Multi‐depot Multiple TSP: a polyhedral study and computational results

We study the Multi‐Depot Multiple Traveling Salesman Problem (MDMTSP), which is a variant of the very well‐known Traveling Salesman Problem (TSP). In the MDMTSP an unlimited number of salesmen have to visit a set of customers using routes that can be based on a subset of available depots. The MDMTSP is an NP‐hard problem because it includes the TSP as a particular case when the distances satisfy the triangular inequality. The problem has some real applications and is closely related to other important multi‐depot routing problems, like the Multi‐Depot Vehicle Routing Problem and the Location Routing Problem. We present an integer linear formulation for the MDMTSP and strengthen it with the introduction of several families of valid inequalities.

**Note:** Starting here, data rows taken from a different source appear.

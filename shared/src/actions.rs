//! Mutation flows: validate, post once, then re-fetch or navigate.
//!
//! Nothing here updates state optimistically. Callers only ever see the
//! collection as the server returns it after the mutation.

use thiserror::Error;
use tracing::{info, warn};

use crate::client::{ApiError, GifterClient, HttpTransport};
use crate::models::{Gift, GiftStatus, User};
use crate::routes::Route;
use crate::session::TokenStore;
use crate::validation::{
    validate_comment, validate_new_event, validate_new_gift, validate_participant_email, validate_status_update,
    FormValidation,
};

/// Blocking error dialog content
#[derive(Debug, Clone, PartialEq)]
pub struct AlertDialog {
    pub title: String,
    pub message: String,
}

impl AlertDialog {
    pub fn from_api_error(title: &str, error: &ApiError) -> Self {
        Self {
            title: title.to_string(),
            message: error.payload(),
        }
    }
}

#[derive(Debug, Clone, PartialEq, Error)]
pub enum SubmitError {
    /// Client-side validation failed; no request was sent
    #[error("form is invalid")]
    Invalid(FormValidation),
    /// The server or the network refused the mutation
    #[error("{}: {}", .0.title, .0.message)]
    Rejected(AlertDialog),
    /// The mutation went through but the follow-up fetch failed
    #[error("refresh failed: {0}")]
    Refresh(ApiError),
}

fn rejected(title: &str, error: ApiError) -> SubmitError {
    warn!(component = "actions", title, error = %error, "mutation rejected");
    SubmitError::Rejected(AlertDialog::from_api_error(title, &error))
}

/// Overwrites the status and returns the re-fetched gift list.
///
/// Any selectable status is sent as-is, backwards moves included.
pub async fn update_gift_status<T: HttpTransport, S: TokenStore>(
    client: &GifterClient<T, S>,
    event_id: &str,
    gift_id: &str,
    status: GiftStatus,
) -> Result<Vec<Gift>, SubmitError> {
    let request = validate_status_update(status).map_err(SubmitError::Invalid)?;
    client
        .update_gift(event_id, gift_id, &request)
        .await
        .map_err(|e| rejected("Failed to update", e))?;
    info!(component = "actions", gift_id, status = status.code(), "gift status updated");

    client.list_gifts(event_id).await.map_err(SubmitError::Refresh)
}

pub async fn delete_gift<T: HttpTransport, S: TokenStore>(
    client: &GifterClient<T, S>,
    event_id: &str,
    gift_id: &str,
) -> Result<Vec<Gift>, SubmitError> {
    client
        .delete_gift(event_id, gift_id)
        .await
        .map_err(|e| rejected("Failed to delete gift", e))?;
    info!(component = "actions", gift_id, "gift deleted");

    client.list_gifts(event_id).await.map_err(SubmitError::Refresh)
}

pub async fn add_participant<T: HttpTransport, S: TokenStore>(
    client: &GifterClient<T, S>,
    event_id: &str,
    email: &str,
) -> Result<Vec<User>, SubmitError> {
    let request = validate_participant_email(email).map_err(SubmitError::Invalid)?;
    client
        .add_participant(event_id, &request)
        .await
        .map_err(|e| rejected("Failed to add participant", e))?;
    info!(component = "actions", event_id, "participant added");

    client.list_participants(event_id).await.map_err(SubmitError::Refresh)
}

/// Success only closes the comment dialog; comments are fetched again when it reopens
pub async fn add_comment<T: HttpTransport, S: TokenStore>(
    client: &GifterClient<T, S>,
    event_id: &str,
    gift_id: &str,
    message: &str,
) -> Result<(), SubmitError> {
    let request = validate_comment(message).map_err(SubmitError::Invalid)?;
    client
        .create_comment(event_id, gift_id, &request)
        .await
        .map_err(|e| rejected("Failed to add comment", e))?;
    info!(component = "actions", gift_id, "comment added");
    Ok(())
}

pub async fn create_event<T: HttpTransport, S: TokenStore>(
    client: &GifterClient<T, S>,
    name: &str,
    date: &str,
) -> Result<Route, SubmitError> {
    let request = validate_new_event(name, date).map_err(SubmitError::Invalid)?;
    client
        .create_event(&request)
        .await
        .map_err(|e| rejected("Failed to create event", e))?;
    info!(component = "actions", name = %request.name, "event created");
    Ok(Route::Events)
}

pub async fn create_gift<T: HttpTransport, S: TokenStore>(
    client: &GifterClient<T, S>,
    event_id: &str,
    name: &str,
    to_id: &str,
    urls: &[String],
    secret: bool,
) -> Result<Route, SubmitError> {
    let request = validate_new_gift(name, to_id, urls, secret).map_err(SubmitError::Invalid)?;
    client
        .create_gift(event_id, &request)
        .await
        .map_err(|e| rejected("Failed to create gift", e))?;
    info!(component = "actions", event_id, name = %request.name, "gift created");
    Ok(Route::Gifts {
        event_id: event_id.to_string(),
    })
}

#[cfg(test)]
mod tests {
    use super::*;
    use crate::client::HttpMethod;
    use crate::testing::{client_with, FakeTransport, MemoryTokenStore};

    const ONE_PARTICIPANT: &str = r#"{"users":[{"id":"u1","name":"Ann","email":"ann@x.io","picture":""}]}"#;
    const TWO_PARTICIPANTS: &str = r#"{"users":[
        {"id":"u1","name":"Ann","email":"ann@x.io","picture":""},
        {"id":"u2","name":"Ben","email":"ben@x.io","picture":""}
    ]}"#;

    fn gift_json(status: i32) -> String {
        format!(
            r#"{{"gifts":[{{"id":"g1","name":"Bike","to_name":"Ann","creator_name":"Ben","status":{},"from_name":"Ben","status_frozen":false,"created_at":"2024-12-01T10:00:00Z","urls":[]}}]}}"#,
            status
        )
    }

    #[tokio::test]
    async fn test_add_participant_refetches_list() {
        let transport = FakeTransport::new();
        transport.respond(HttpMethod::Get, "/api/events/e1/participants", 200, ONE_PARTICIPANT);
        transport.respond(HttpMethod::Post, "/api/events/e1/participants/create", 200, "null");
        transport.respond(HttpMethod::Get, "/api/events/e1/participants", 200, TWO_PARTICIPANTS);
        let client = client_with(&transport, &MemoryTokenStore::new());

        let before = client.list_participants("e1").await.unwrap();
        assert_eq!(before.len(), 1);

        let after = add_participant(&client, "e1", "ben@x.io").await.unwrap();
        assert_eq!(after.len(), 2);
        assert_eq!(after[1].name, "Ben");

        let sent = transport.requests();
        assert_eq!(sent.len(), 3);
        assert_eq!(sent[1].body.as_deref(), Some(r#"{"participant_email":"ben@x.io"}"#));
        assert_eq!(sent[2].url, "/api/events/e1/participants");
    }

    #[tokio::test]
    async fn test_add_participant_rejected_shows_payload_and_skips_refetch() {
        let transport = FakeTransport::new();
        transport.respond(HttpMethod::Post, "/api/events/e1/participants/create", 400, "Unknown user");
        let client = client_with(&transport, &MemoryTokenStore::new());

        let error = add_participant(&client, "e1", "ghost@x.io").await.unwrap_err();
        assert_eq!(
            error,
            SubmitError::Rejected(AlertDialog {
                title: "Failed to add participant".to_string(),
                message: "Unknown user".to_string(),
            })
        );
        assert_eq!(transport.requests().len(), 1);
    }

    #[tokio::test]
    async fn test_add_participant_invalid_email_sends_nothing() {
        let transport = FakeTransport::new();
        let client = client_with(&transport, &MemoryTokenStore::new());

        let error = add_participant(&client, "e1", "").await.unwrap_err();
        assert!(matches!(error, SubmitError::Invalid(_)));
        assert!(transport.requests().is_empty());
    }

    #[tokio::test]
    async fn test_status_update_then_refetch() {
        let transport = FakeTransport::new();
        transport.respond(HttpMethod::Post, "/api/events/e1/gifts/g1/update", 200, "null");
        transport.respond(HttpMethod::Get, "/api/events/e1/gifts", 200, &gift_json(2));
        let client = client_with(&transport, &MemoryTokenStore::new());

        let gifts = update_gift_status(&client, "e1", "g1", GiftStatus::Bought).await.unwrap();
        assert_eq!(gifts[0].status, GiftStatus::Bought);
        assert_eq!(transport.requests()[0].body.as_deref(), Some(r#"{"status":2}"#));
    }

    #[tokio::test]
    async fn test_status_update_refetch_failure_is_reported() {
        let transport = FakeTransport::new();
        transport.respond(HttpMethod::Post, "/api/events/e1/gifts/g1/update", 200, "null");
        transport.respond(HttpMethod::Get, "/api/events/e1/gifts", 401, "Unauthorized");
        let client = client_with(&transport, &MemoryTokenStore::new());

        let error = update_gift_status(&client, "e1", "g1", GiftStatus::New).await.unwrap_err();
        assert!(matches!(error, SubmitError::Refresh(ref e) if e.is_unauthorized()));
    }

    #[tokio::test]
    async fn test_delete_gift_refetches() {
        let transport = FakeTransport::new();
        transport.respond(HttpMethod::Post, "/api/events/e1/gifts/g1/delete", 200, "null");
        transport.respond(HttpMethod::Get, "/api/events/e1/gifts", 200, r#"{"gifts":null}"#);
        let client = client_with(&transport, &MemoryTokenStore::new());

        let gifts = delete_gift(&client, "e1", "g1").await.unwrap();
        assert!(gifts.is_empty());
        assert_eq!(transport.requests()[0].body, None);
    }

    #[tokio::test]
    async fn test_add_comment_does_not_refetch() {
        let transport = FakeTransport::new();
        transport.respond(HttpMethod::Post, "/api/events/e1/gifts/g1/comments/create", 200, "null");
        let client = client_with(&transport, &MemoryTokenStore::new());

        add_comment(&client, "e1", "g1", "Already ordered").await.unwrap();
        let sent = transport.requests();
        assert_eq!(sent.len(), 1);
        assert_eq!(sent[0].body.as_deref(), Some(r#"{"message":"Already ordered"}"#));
    }

    #[tokio::test]
    async fn test_create_event_navigates_to_list() {
        let transport = FakeTransport::new();
        transport.respond(HttpMethod::Post, "/api/events/create", 200, "null");
        let client = client_with(&transport, &MemoryTokenStore::new());

        let route = create_event(&client, "Christmas", "2025-12-25").await.unwrap();
        assert_eq!(route, Route::Events);
        assert_eq!(
            transport.requests()[0].body.as_deref(),
            Some(r#"{"name":"Christmas","date":"2025-12-25T00:00:00Z"}"#)
        );
    }

    #[tokio::test]
    async fn test_create_gift_navigates_to_event_gifts() {
        let transport = FakeTransport::new();
        transport.respond(HttpMethod::Post, "/api/events/e1/gifts/create", 500, "Error creating gift");
        transport.respond(HttpMethod::Post, "/api/events/e1/gifts/create", 200, "null");
        let client = client_with(&transport, &MemoryTokenStore::new());
        let urls = vec!["https://shop.example/bike".to_string()];

        let error = create_gift(&client, "e1", "Bike", "u1", &urls, false).await.unwrap_err();
        assert_eq!(
            error,
            SubmitError::Rejected(AlertDialog {
                title: "Failed to create gift".to_string(),
                message: "Error creating gift".to_string(),
            })
        );

        let route = create_gift(&client, "e1", "Bike", "u1", &urls, false).await.unwrap();
        assert_eq!(route, Route::Gifts { event_id: "e1".to_string() });
    }
}
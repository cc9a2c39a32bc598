use yew::prelude::*;

use super::gifts::GiftTable;
use super::participant_list::ParticipantList;

#[derive(Clone, Copy, PartialEq)]
enum Tab {
    Gifts,
    Participants,
}

#[derive(Properties, PartialEq)]
pub struct EventPageProps {
    pub event_id: String,
}

/// One event: its gifts and its participants, one tab each
#[function_component(EventPage)]
pub fn event_page(props: &EventPageProps) -> Html {
    let tab = use_state(|| Tab::Gifts);

    let select = |target: Tab| {
        let tab = tab.clone();
        Callback::from(move |_: MouseEvent| tab.set(target))
    };
    let tab_class = |target: Tab| classes!("tab", (*tab == target).then_some("tab-active"));

    html! {
        <section class="card event-page">
            <div class="tabs" role="tablist">
                <button type="button" role="tab" class={tab_class(Tab::Gifts)} onclick={select(Tab::Gifts)}>
                    {"Gifts"}
                </button>
                <button type="button" role="tab" class={tab_class(Tab::Participants)} onclick={select(Tab::Participants)}>
                    {"Participants"}
                </button>
            </div>
            <div class="tab-panel">
                {match *tab {
                    Tab::Gifts => html! { <GiftTable event_id={props.event_id.clone()} /> },
                    Tab::Participants => html! { <ParticipantList event_id={props.event_id.clone()} /> },
                }}
            </div>
        </section>
    }
}
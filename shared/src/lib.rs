//! Platform-independent core of the gift registry client: wire types, routes,
//! form validation, view state and the typed API client with its session and
//! mutation flows.

pub mod actions;
pub mod client;
pub mod config;
pub mod endpoints;
pub mod models;
pub mod requests;
pub mod routes;
pub mod session;
pub mod validation;
pub mod view_state;

#[cfg(test)]
pub(crate) mod testing;

pub use actions::{AlertDialog, SubmitError};
pub use client::{ApiError, GifterClient, HttpMethod, HttpRequest, HttpResponse, HttpTransport, TransportError};
pub use config::ClientConfig;
pub use models::{Comment, Event, EventType, Gift, GiftStatus, User};
pub use routes::Route;
pub use session::{SessionStatus, TokenStore};
pub use view_state::{EventRow, GiftRow, ListState};
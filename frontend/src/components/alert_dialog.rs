use shared::AlertDialog;
use yew::prelude::*;

#[derive(Properties, PartialEq)]
pub struct AlertDialogModalProps {
    pub dialog: Option<AlertDialog>,
    pub on_close: Callback<()>,
}

/// Blocking error dialog showing the server's payload verbatim
#[function_component(AlertDialogModal)]
pub fn alert_dialog_modal(props: &AlertDialogModalProps) -> Html {
    let Some(dialog) = &props.dialog else {
        return html! {};
    };

    let on_ok = {
        let on_close = props.on_close.clone();
        Callback::from(move |_: MouseEvent| on_close.emit(()))
    };

    let on_modal_click = Callback::from(|e: MouseEvent| {
        e.stop_propagation();
    });

    html! {
        <div class="alert-modal-backdrop">
            <div class="alert-modal" role="alertdialog" onclick={on_modal_click}>
                <div class="alert-icon">{"✖"}</div>
                <h3 class="alert-title">{&dialog.title}</h3>
                <pre class="alert-message">{&dialog.message}</pre>
                <div class="alert-buttons">
                    <button type="button" class="btn btn-primary" onclick={on_ok}>{"OK"}</button>
                </div>
            </div>
        </div>
    }
}
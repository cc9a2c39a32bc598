use shared::Comment;
use yew::prelude::*;

use super::use_remote_list::{use_remote_list, UseRemoteListResult};

/// Comments of one gift; mounted when the comment panel opens, so every
/// opening fetches again
#[hook]
pub fn use_comments(event_id: &str, gift_id: &str) -> UseRemoteListResult<Comment> {
    let event_id = event_id.to_string();
    let gift_id = gift_id.to_string();
    use_remote_list("comments", format!("comments of gift {}", gift_id), move |client| {
        let event_id = event_id.clone();
        let gift_id = gift_id.clone();
        async move { client.list_comments(&event_id, &gift_id).await }
    })
}
use shared::actions;
use shared::validation::FormField;
use shared::{AlertDialog, ListState, Route, SubmitError, User};
use wasm_bindgen_futures::spawn_local;
use yew::prelude::*;

use super::alert_dialog::AlertDialogModal;
use super::forms::{bind_input, FieldError};
use crate::hooks::use_navigator::use_navigator;
use crate::hooks::use_participants::use_participants;
use crate::services::api::api_client;

#[derive(Properties, PartialEq)]
pub struct ParticipantListProps {
    pub event_id: String,
}

fn participant_row(user: &User) -> Html {
    let avatar = match user.avatar_url() {
        Some(url) => html! { <img class="avatar" src={url.to_string()} alt={user.name.clone()} /> },
        None => html! { <span class="avatar avatar-initial">{user.initial()}</span> },
    };
    html! {
        <li key={user.email.clone()} class="participant">
            {avatar}
            <span class="participant-name">{&user.name}</span>
        </li>
    }
}

#[function_component(ParticipantList)]
pub fn participant_list(props: &ParticipantListProps) -> Html {
    let navigator = use_navigator();
    let participants = use_participants(&props.event_id);
    let email = use_state(String::new);
    let email_error = use_state(|| Option::<String>::None);
    let is_submitting = use_state(|| false);
    let alert = use_state(|| Option::<AlertDialog>::None);

    let on_submit = {
        let event_id = props.event_id.clone();
        let replace = participants.replace.clone();
        let email = email.clone();
        let email_error = email_error.clone();
        let is_submitting = is_submitting.clone();
        let alert = alert.clone();

        Callback::from(move |e: SubmitEvent| {
            e.prevent_default();
            if *is_submitting {
                return;
            }

            let event_id = event_id.clone();
            let replace = replace.clone();
            let email = email.clone();
            let email_error = email_error.clone();
            let is_submitting = is_submitting.clone();
            let alert = alert.clone();
            let navigator = navigator.clone();

            is_submitting.set(true);
            spawn_local(async move {
                let result = actions::add_participant(&api_client(), &event_id, &email).await;
                is_submitting.set(false);
                match result {
                    Ok(users) => {
                        replace.emit(users);
                        email.set(String::new());
                        email_error.set(None);
                    }
                    Err(SubmitError::Invalid(errors)) => {
                        email_error.set(errors.error_for(FormField::ParticipantEmail))
                    }
                    Err(SubmitError::Rejected(dialog)) => alert.set(Some(dialog)),
                    Err(SubmitError::Refresh(_)) => navigator.push(Route::Login),
                }
            });
        })
    };

    let on_alert_close = {
        let alert = alert.clone();
        Callback::from(move |_: ()| alert.set(None))
    };

    let list = match &participants.state {
        ListState::Loading => html! { <div class="loading">{"Loading..."}</div> },
        ListState::Loaded(users) => html! {
            <ul class="participant-list">
                {for users.iter().map(participant_row)}
            </ul>
        },
    };

    html! {
        <>
        {list}
        <form class="participant-form" onsubmit={on_submit} novalidate=true>
            <div class="form-group">
                <label for="participant-email">{"Add participant by email"}</label>
                <input id="participant-email" type="email" value={(*email).clone()}
                    oninput={bind_input(&email)} disabled={*is_submitting} />
                <FieldError message={(*email_error).clone()} />
            </div>
            <button type="submit" class="btn btn-primary" disabled={*is_submitting}>
                {if *is_submitting { "Adding..." } else { "Add" }}
            </button>
        </form>
        <AlertDialogModal dialog={(*alert).clone()} on_close={on_alert_close} />
        </>
    }
}
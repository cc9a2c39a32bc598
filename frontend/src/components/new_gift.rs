use shared::actions;
use shared::validation::{FormField, FormValidation};
use shared::{AlertDialog, ListState, Route, SubmitError};
use wasm_bindgen_futures::spawn_local;
use web_sys::{HtmlInputElement, HtmlSelectElement};
use yew::prelude::*;

use super::alert_dialog::AlertDialogModal;
use super::forms::{bind_input, bind_textarea, FieldError};
use crate::hooks::use_navigator::use_navigator;
use crate::hooks::use_participants::use_participants;
use crate::services::api::api_client;

#[derive(Properties, PartialEq)]
pub struct NewGiftProps {
    pub event_id: String,
}

#[function_component(NewGift)]
pub fn new_gift(props: &NewGiftProps) -> Html {
    let navigator = use_navigator();
    let participants = use_participants(&props.event_id);
    let name = use_state(String::new);
    let to_id = use_state(String::new);
    let urls = use_state(String::new);
    let secret = use_state(|| false);
    let validation = use_state(FormValidation::default);
    let is_submitting = use_state(|| false);
    let alert = use_state(|| Option::<AlertDialog>::None);

    let on_recipient_change = {
        let to_id = to_id.clone();
        Callback::from(move |e: Event| {
            let select: HtmlSelectElement = e.target_unchecked_into();
            to_id.set(select.value());
        })
    };

    let on_secret_change = {
        let secret = secret.clone();
        Callback::from(move |e: Event| {
            let input: HtmlInputElement = e.target_unchecked_into();
            secret.set(input.checked());
        })
    };

    let on_submit = {
        let event_id = props.event_id.clone();
        let name = name.clone();
        let to_id = to_id.clone();
        let urls = urls.clone();
        let secret = secret.clone();
        let validation = validation.clone();
        let is_submitting = is_submitting.clone();
        let alert = alert.clone();
        let navigator = navigator.clone();

        Callback::from(move |e: SubmitEvent| {
            e.prevent_default();
            if *is_submitting {
                return;
            }

            let event_id = event_id.clone();
            let name = (*name).clone();
            let to_id = (*to_id).clone();
            let urls: Vec<String> = urls.lines().map(str::to_string).collect();
            let secret = *secret;
            let validation = validation.clone();
            let is_submitting = is_submitting.clone();
            let alert = alert.clone();
            let navigator = navigator.clone();

            is_submitting.set(true);
            spawn_local(async move {
                let result = actions::create_gift(&api_client(), &event_id, &name, &to_id, &urls, secret).await;
                is_submitting.set(false);
                match result {
                    Ok(route) => navigator.push(route),
                    Err(SubmitError::Invalid(errors)) => validation.set(errors),
                    Err(SubmitError::Rejected(dialog)) => alert.set(Some(dialog)),
                    Err(SubmitError::Refresh(_)) => navigator.push(Route::Login),
                }
            });
        })
    };

    let on_alert_close = {
        let alert = alert.clone();
        Callback::from(move |_: ()| alert.set(None))
    };

    let recipients = match &participants.state {
        ListState::Loading => html! { <option value="" disabled=true>{"Loading..."}</option> },
        ListState::Loaded(users) => html! {
            <>
                <option value="" selected={to_id.is_empty()}>{"Choose a recipient"}</option>
                {for users.iter().map(|user| html! {
                    <option key={user.id.clone()} value={user.id.clone()} selected={*to_id == user.id}>
                        {&user.name}
                    </option>
                })}
            </>
        },
    };

    let back = Route::Gifts {
        event_id: props.event_id.clone(),
    };

    html! {
        <section class="card form-card">
            <h2>{"New gift"}</h2>
            <form onsubmit={on_submit} novalidate=true>
                <div class="form-group">
                    <label for="name">{"Name"}</label>
                    <input id="name" type="text" value={(*name).clone()} oninput={bind_input(&name)} disabled={*is_submitting} />
                    <FieldError message={validation.error_for(FormField::Name)} />
                </div>
                <div class="form-group">
                    <label for="recipient">{"For"}</label>
                    <select id="recipient" onchange={on_recipient_change} disabled={*is_submitting}>
                        {recipients}
                    </select>
                    <FieldError message={validation.error_for(FormField::Recipient)} />
                </div>
                <div class="form-group">
                    <label for="urls">{"Links (one per line)"}</label>
                    <textarea id="urls" rows="4" value={(*urls).clone()} oninput={bind_textarea(&urls)} disabled={*is_submitting} />
                </div>
                <div class="form-group form-check">
                    <input id="secret" type="checkbox" checked={*secret} onchange={on_secret_change} disabled={*is_submitting} />
                    <label for="secret">{"Secret (hidden from the recipient)"}</label>
                </div>
                <div class="form-buttons">
                    <button type="submit" class="btn btn-primary" disabled={*is_submitting}>
                        {if *is_submitting { "Creating..." } else { "Create" }}
                    </button>
                    <a class="btn btn-secondary" href={back.path()} onclick={navigator.to(back.clone())}>{"Cancel"}</a>
                </div>
            </form>
            <AlertDialogModal dialog={(*alert).clone()} on_close={on_alert_close} />
        </section>
    }
}
pub mod alert_dialog;
pub mod app_bar;
pub mod event_list;
pub mod event_page;
pub mod forms;
pub mod gifts;
pub mod login;
pub mod new_event;
pub mod new_gift;
pub mod not_found;
pub mod participant_list;
pub mod signup;
use shared::{Route, User};
use wasm_bindgen_futures::spawn_local;
use yew::prelude::*;

use super::use_navigator::use_navigator;
use crate::services::api::api_client;
use crate::services::logging::Logger;

pub struct UseCurrentUserResult {
    pub user: Option<User>,
    /// Forget the user locally (logout)
    pub clear: Callback<()>,
}

/// Identity shown in the navigation bar; a failed fetch sends the user to login
#[hook]
pub fn use_current_user() -> UseCurrentUserResult {
    let user = use_state(|| Option::<User>::None);
    let navigator = use_navigator();

    use_effect_with((), {
        let user = user.clone();
        move |_| {
            spawn_local(async move {
                match api_client().current_user().await {
                    Ok(current) => user.set(Some(current)),
                    Err(e) => {
                        Logger::error_with_component("app_bar", &format!("Error fetching user: {}", e));
                        navigator.push(Route::Login);
                    }
                }
            });
            || ()
        }
    });

    let clear = {
        let user = user.clone();
        use_callback((), move |_, _| user.set(None))
    };

    UseCurrentUserResult {
        user: (*user).clone(),
        clear,
    }
}
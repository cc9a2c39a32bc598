use shared::Gift;
use yew::prelude::*;

use super::use_remote_list::{use_remote_list, UseRemoteListResult};

#[hook]
pub fn use_gifts(event_id: &str) -> UseRemoteListResult<Gift> {
    let event_id = event_id.to_string();
    use_remote_list("gifts", format!("gifts of event {}", event_id), move |client| {
        let event_id = event_id.clone();
        async move { client.list_gifts(&event_id).await }
    })
}
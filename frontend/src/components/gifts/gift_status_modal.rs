use shared::actions;
use shared::validation::FormField;
use shared::{AlertDialog, Gift, GiftRow, GiftStatus, Route, SubmitError};
use wasm_bindgen_futures::spawn_local;
use web_sys::HtmlSelectElement;
use yew::prelude::*;

use crate::components::alert_dialog::AlertDialogModal;
use crate::components::forms::FieldError;
use crate::hooks::use_navigator::use_navigator;
use crate::services::api::api_client;

#[derive(Properties, PartialEq)]
pub struct GiftStatusModalProps {
    pub event_id: String,
    pub gift: GiftRow,
    /// Receives the re-fetched gift list
    pub on_updated: Callback<Vec<Gift>>,
    pub on_close: Callback<()>,
}

#[function_component(GiftStatusModal)]
pub fn gift_status_modal(props: &GiftStatusModalProps) -> Html {
    let navigator = use_navigator();
    let selected = use_state(|| props.gift.initial_selection());
    let status_error = use_state(|| Option::<String>::None);
    let is_submitting = use_state(|| false);
    let alert = use_state(|| Option::<AlertDialog>::None);

    let on_change = {
        let selected = selected.clone();
        Callback::from(move |e: Event| {
            let select: HtmlSelectElement = e.target_unchecked_into();
            if let Some(status) = GiftStatus::from_code_str(&select.value()) {
                selected.set(status);
            }
        })
    };

    let on_submit = {
        let event_id = props.event_id.clone();
        let gift_id = props.gift.id.clone();
        let on_updated = props.on_updated.clone();
        let on_close = props.on_close.clone();
        let selected = selected.clone();
        let status_error = status_error.clone();
        let is_submitting = is_submitting.clone();
        let alert = alert.clone();

        Callback::from(move |e: SubmitEvent| {
            e.prevent_default();
            if *is_submitting {
                return;
            }

            let event_id = event_id.clone();
            let gift_id = gift_id.clone();
            let status = *selected;
            let on_updated = on_updated.clone();
            let on_close = on_close.clone();
            let status_error = status_error.clone();
            let is_submitting = is_submitting.clone();
            let alert = alert.clone();
            let navigator = navigator.clone();

            is_submitting.set(true);
            spawn_local(async move {
                let result = actions::update_gift_status(&api_client(), &event_id, &gift_id, status).await;
                is_submitting.set(false);
                match result {
                    Ok(gifts) => {
                        on_updated.emit(gifts);
                        on_close.emit(());
                    }
                    Err(SubmitError::Invalid(errors)) => status_error.set(errors.error_for(FormField::Status)),
                    Err(SubmitError::Rejected(dialog)) => alert.set(Some(dialog)),
                    Err(SubmitError::Refresh(_)) => navigator.push(Route::Login),
                }
            });
        })
    };

    let on_cancel = {
        let on_close = props.on_close.clone();
        Callback::from(move |_: MouseEvent| on_close.emit(()))
    };

    let on_backdrop_click = {
        let on_close = props.on_close.clone();
        let is_submitting = is_submitting.clone();
        Callback::from(move |_: MouseEvent| {
            if !*is_submitting {
                on_close.emit(());
            }
        })
    };

    let on_modal_click = Callback::from(|e: MouseEvent| {
        e.stop_propagation();
    });

    let on_alert_close = {
        let alert = alert.clone();
        Callback::from(move |_: ()| alert.set(None))
    };

    html! {
        <>
        <div class="modal-backdrop" onclick={on_backdrop_click}>
            <div class="modal" onclick={on_modal_click}>
                <h3 class="modal-title">{format!("Update \"{}\"", props.gift.name)}</h3>
                <form onsubmit={on_submit}>
                    <div class="form-group">
                        <label for="status">{"Status"}</label>
                        <select id="status" onchange={on_change} disabled={*is_submitting}>
                            {for GiftStatus::SELECTABLE.iter().map(|status| html! {
                                <option value={status.code().to_string()} selected={*status == *selected}>
                                    {status.label()}
                                </option>
                            })}
                        </select>
                        <FieldError message={(*status_error).clone()} />
                    </div>
                    <div class="modal-buttons">
                        <button type="submit" class="btn btn-primary" disabled={*is_submitting}>
                            {if *is_submitting { "Saving..." } else { "Save" }}
                        </button>
                        <button type="button" class="btn btn-secondary" onclick={on_cancel} disabled={*is_submitting}>
                            {"Cancel"}
                        </button>
                    </div>
                </form>
            </div>
        </div>
        <AlertDialogModal dialog={(*alert).clone()} on_close={on_alert_close} />
        </>
    }
}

Certain facet‐inducing inequalities for the TSP polyhedron can be used to derive facet‐inducing inequalities for the MDMTSP. Furthermore, several inequalities that are specific to the MDMTSP are also studied and proved to be facet‐inducing. The partial knowledge of the polyhedron has been used to implement a Branch‐and‐Cut algorithm in which the new inequalities have been shown to be very effective. Computational results show that instances involving up to 255 customers and 25 possible depots can be solved optimally using the proposed methodology.